Starting at the top line and ending at the last, restate the records exactly.

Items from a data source
== Segment start ==

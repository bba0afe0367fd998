//! relay-core - shared library for the streaming relay and fan-out server.
//!
//! This crate pulls live audio/video from HTTP/Icecast and UDP/multicast
//! MPEG-TS origins, re-broadcasts each mount to many HTTP listeners, and
//! supports live reconfiguration without dropping unaffected mounts.
//!
//! # Architecture
//!
//! - [`relay`]: upstream ingress (`Publisher`, the UDP/HTTP relay state
//!   machines), subscriber fan-out, and the server-wide registries.
//! - [`config`]: the configuration value objects and the reconfiguration
//!   engine that converges the live relay set against a newly applied
//!   configuration.
//! - [`handlers`]: the compile-time auth/status/statistics handler registry.
//! - [`stream`]: ICY/Shoutcast metadata injection for HTTP listeners.
//! - [`api`]: the axum HTTP surface (mount GET, status pages, reconfigure).
//! - [`error`]: centralized error types and their HTTP mapping.
//! - [`protocol_constants`]: tunable constants named directly in the design
//!   (buffer sizes, retry ladder, inactivity timeouts).

#![warn(clippy::all)]

pub mod api;
pub mod config;
pub mod error;
pub mod handlers;
pub mod protocol_constants;
pub mod relay;
pub mod stream;

pub use api::{start_server, AppState};
pub use config::{Config, MountConfig, ReconfigurationEngine};
pub use error::{RelayError, RelayResult};
pub use handlers::{ActiveHandlers, HandlerRegistry, StatusReport};
pub use relay::{Publisher, RelayHandle, RelayKey, ServerRegistry};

== Segment end ==

• [Task solution]
repository bba0afe0367fd998
//! relay-core - shared library for the streaming relay and fan-out server.
//!
//! This crate pulls live audio/video from HTTP/Icecast and UDP/multicast
//! MPEG-TS origins, re-broadcasts each mount to many HTTP listeners, and
//! supports live reconfiguration without dropping unaffected mounts.
//!
//! # Architecture
//!
//! - [`relay`]: upstream ingress (`Publisher`, the UDP/HTTP relay state
//!   machines), subscriber fan-out, and the server-wide registries.
//! - [`config`]: the configuration value objects and the reconfiguration
//!   engine that converges the live relay set against a newly applied
//!   configuration.
//! - [`handlers`]: the compile-time auth/status/statistics handler registry.
//! - [`stream`]: ICY/Shoutcast metadata injection for HTTP listeners.
//! - [`api`]: the axum HTTP surface (mount GET, status pages, reconfigure).
//! - [`error`]: centralized error types and their HTTP mapping.
//! - [`protocol_constants`]: tunable constants named directly in the design
//!   (buffer sizes, retry ladder, inactivity timeouts).

#![warn(clippy::all)]

pub mod api;
pub mod config;
pub mod error;
pub mod handlers;
pub mod protocol_constants;
pub mod relay;
pub mod stream;

pub use api::{start_server, AppState};
pub use config::{Config, MountConfig, ReconfigurationEngine};
pub use error::{RelayError, RelayResult};
pub use handlers::{ActiveHandlers, HandlerRegistry, StatusReport};
pub use relay::{Publisher, RelayHandle, RelayKey, ServerRegistry};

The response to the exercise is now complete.